If I could send one message to the world, it would be:
1985: Shut the fuck up
2000: Accept Jesus as your savior
2007: God loves gays
2010: Give me a baby
2015: #stfu
I blog often enough about how my childhood with my bio mom resembled Disney’s “Tangled”. Today I want to celebrate someone who makes Mother’s Day a joyful occasion for me, despite the painful memories we share (or perhaps because we can share them): my mom-of-choice, Roberta “Bib” Pato.
(Roberta and I celebrate her freedom from 34 years with my bio mom, February 2011.)
Bib moved in with my bio mom and me when I was about 5. I wasn’t allowed to call her my other mother, though she certainly was. We were closeted, albeit not very convincingly, and my bio mom approached motherhood with a “no other gods before me” attitude. So she was my “babysitter” in public, and my “dad” when we affectionately joked around in private.
She taught me how to cook by having me chop vegetables and read aloud recipes from Craig Claiborne and Pierre Franey’s 60-Minute Gourmet. Mmm, chicken with shallots and asparagus! She drove me to school in a succession of clunky American-made station wagons, and then in the little red Toyota that served us faithfully for 14 years till I totaled it as a student driver. She was a beloved teacher in the NYC public elementary schools for 30 years, from Lower East Side ghetto schools where the children came from homeless shelters, to the Upper West Side, where she faced down a system that assigned children of color to the classrooms that were perceived as less desirable.
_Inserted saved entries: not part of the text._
//! HTTP API handlers

pub mod download;
pub mod health;
pub mod recordings;

pub use download::download_routes;
pub use health::health_routes;
pub use recordings::recordings_routes;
(Roberta’s wedding to her now ex-husband, 1968, with her mom Bea at right. She makes a cute femme, but it didn’t stick.)
Since starting her new life in 2011, she’s become the center of social life in her apartment building, co-founding a tenants’ association and making many friends who are film professors, religious scholars, writers, and more. They know they can knock on her door at any time of night for a slice of cake and a binge viewing of lesbian soap operas on YouTube. She’s amassed what is probably the largest collection of lesbian films in Northampton, which is really saying something.
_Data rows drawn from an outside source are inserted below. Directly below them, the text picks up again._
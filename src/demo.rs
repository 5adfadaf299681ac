//! Demo data generation
//!
//! Demo mode answers a fetch without touching the network: a plausible mix of
//! phone and meeting records is synthesized for the requested date range,
//! shaped exactly like normalized upstream output so every consumer downstream
//! of the orchestrator is exercised unchanged.

use crate::models::{Owner, Recording, Site, SourceKind};
use crate::sources::FetchRange;
use rand::Rng;
use uuid::Uuid;

/// Hard cap on generated records, for absurdly wide ranges
const MAX_RECORDS: usize = 200;

const PEOPLE: &[&str] = &[
    "Ana Flores",
    "Ben Ortiz",
    "Carla Mendes",
    "Dana Whitfield",
    "Elio Marchetti",
    "Farah Nassar",
    "Gustav Lindqvist",
];

const TOPICS: &[&str] = &[
    "Weekly sync",
    "Design review",
    "Customer onboarding",
    "Incident retro",
    "Quarterly planning",
    "Support escalation",
];

const FILE_TYPES: &[&str] = &["MP4", "M4A", "TRANSCRIPT", "CHAT"];

fn pick<'a>(rng: &mut impl Rng, pool: &[&'a str]) -> &'a str {
    pool[rng.gen_range(0..pool.len())]
}

fn email_for(name: &str) -> String {
    let local: String = name
        .split_whitespace()
        .next()
        .unwrap_or("host")
        .to_lowercase();
    format!("{local}@demo.example")
}

fn phone_record(rng: &mut impl Rng, date_time: String) -> Recording {
    let caller = pick(rng, PEOPLE);
    let callee = pick(rng, PEOPLE);

    let mut rec = Recording::new(
        format!("call_{}", Uuid::new_v4().simple()),
        SourceKind::Phone,
        date_time,
    );
    rec.duration = rng.gen_range(30..1800);
    rec.caller_name = caller.to_string();
    rec.callee_name = callee.to_string();
    rec.owner = Owner::user(format!("u_{:04}", rng.gen_range(1..100)), callee);
    rec.site = Site {
        id: "s_main".to_string(),
        name: "Main Site".to_string(),
    };
    rec.download_url = Some(format!("https://demo.invalid/phone/{}.mp3", rec.id));
    rec
}

fn meeting_record(rng: &mut impl Rng, date_time: String) -> Recording {
    let host = pick(rng, PEOPLE);
    let email = email_for(host);
    let topic = pick(rng, TOPICS);
    let files_count = rng.gen_range(1..=3);

    let mut rec = Recording::new(Uuid::new_v4().to_string(), SourceKind::Meetings, date_time);
    rec.duration = rng.gen_range(10..120);
    rec.caller_name = topic.to_string();
    rec.callee_name = email.clone();
    rec.owner = Owner::user(format!("u_{:04}", rng.gen_range(1..100)), host);
    rec.topic = Some(topic.to_string());
    rec.host_email = Some(email);
    rec.file_size = Some(rng.gen_range(5_000_000..500_000_000));
    rec.files_count = Some(files_count);
    rec.files_types = Some(
        FILE_TYPES[..files_count.min(FILE_TYPES.len())]
            .iter()
            .map(|t| t.to_string())
            .collect(),
    );
    rec
}

/// Synthesize plausible records for every day in the range
pub fn generate(range: FetchRange) -> Vec<Recording> {
    let mut rng = rand::thread_rng();
    let mut recordings = Vec::new();

    let mut day = range.from;
    while day <= range.to && recordings.len() < MAX_RECORDS {
        for _ in 0..rng.gen_range(1..=4) {
            if recordings.len() >= MAX_RECORDS {
                break;
            }
            let hour = rng.gen_range(8..18);
            let minute = rng.gen_range(0..60);
            let start = day.and_hms_opt(hour, minute, 0).unwrap_or_default();
            let date_time = format!("{}Z", start.format("%Y-%m-%dT%H:%M:%S"));

            let rec = if rng.gen_bool(0.5) {
                phone_record(&mut rng, date_time)
            } else {
                meeting_record(&mut rng, date_time)
            };
            recordings.push(rec);
        }

        match day.succ_opt() {
            Some(next) => day = next,
            None => break,
        }
    }

    recordings
}

#[cfg(test)]
mod tests {
    use super::*;
    use chrono::NaiveDate;

    fn date(s: &str) -> NaiveDate {
        NaiveDate::parse_from_str(s, "%Y-%m-%d").unwrap()
    }

    #[test]
    fn records_stay_inside_the_range() {
        let range = FetchRange::new(date("2025-11-03"), date("2025-11-05"));
        for rec in generate(range) {
            let day = &rec.date_time[..10];
            assert!(day >= "2025-11-03" && day <= "2025-11-05", "{day}");
        }
    }

    #[test]
    fn tags_select_the_populated_fields() {
        let range = FetchRange::new(date("2025-11-01"), date("2025-11-14"));
        for rec in generate(range) {
            match rec.source {
                SourceKind::Phone => {
                    assert!(rec.download_url.is_some());
                    assert!(rec.topic.is_none());
                    assert!(rec.files_types.is_none());
                }
                SourceKind::Meetings => {
                    assert!(rec.download_url.is_none());
                    assert!(rec.topic.is_some());
                    assert!(rec.host_email.is_some());
                    assert!(rec.files_count.is_some());
                }
            }
        }
    }

    #[test]
    fn ids_are_unique() {
        let range = FetchRange::new(date("2025-11-01"), date("2025-11-30"));
        let recordings = generate(range);
        let mut ids: Vec<&str> = recordings.iter().map(|r| r.id.as_str()).collect();
        ids.sort_unstable();
        ids.dedup();
        assert_eq!(ids.len(), recordings.len());
    }

    #[test]
    fn wide_range_is_capped() {
        let range = FetchRange::new(date("2020-01-01"), date("2025-12-31"));
        assert!(generate(range).len() <= MAX_RECORDS);
    }

    #[test]
    fn inverted_range_yields_nothing() {
        let range = FetchRange::new(date("2025-11-10"), date("2025-11-01"));
        assert!(generate(range).is_empty());
    }
}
(One of those “gay for you” romances that is so common in the movies, not enough in real life! But I might kiss Lena Headey if she asked me.)
As an active member of Old Lesbians Organizing for Change (OLOC), Roberta has attended conferences in Oakland and St. Louis, and (though she is staunchly pro-transgender rights) plans to visit the last Michigan Womyn’s Music Festival this summer. Not bad for someone whose ex-partner wouldn’t let her leave the house! The “classy old dykes” whom I’ve met through Roberta have given me a new sense of solidarity with other women and a gratitude for feminist heritage. For Pride Weekend this month, Roberta and two of her OLOC friends produced playwright/actress Terry Baum’s “Hick: A Love Story”, a brilliant show about Eleanor Roosevelt’s closeted romance with journalist Lorena Hickok.
(Northampton Pride 2014. She raised “L” this year too!)
Last but not least, she is the world’s most devoted grandmother to the Young Master:
(Roberta holds Shane for the first time, April 2012. Look how tiny!)
(Christmas/Roberta’s birthday, December 2014.)
Some grandmothers are always second-guessing the kid’s mom, but Roberta never criticizes. When I start to worry about the Young Master’s development or behavior, her unconditional love reminds me that Shane is perfect just as he is. Look at that face, right?
Thank you, Roberta, for showing me what a mom should be! We love you!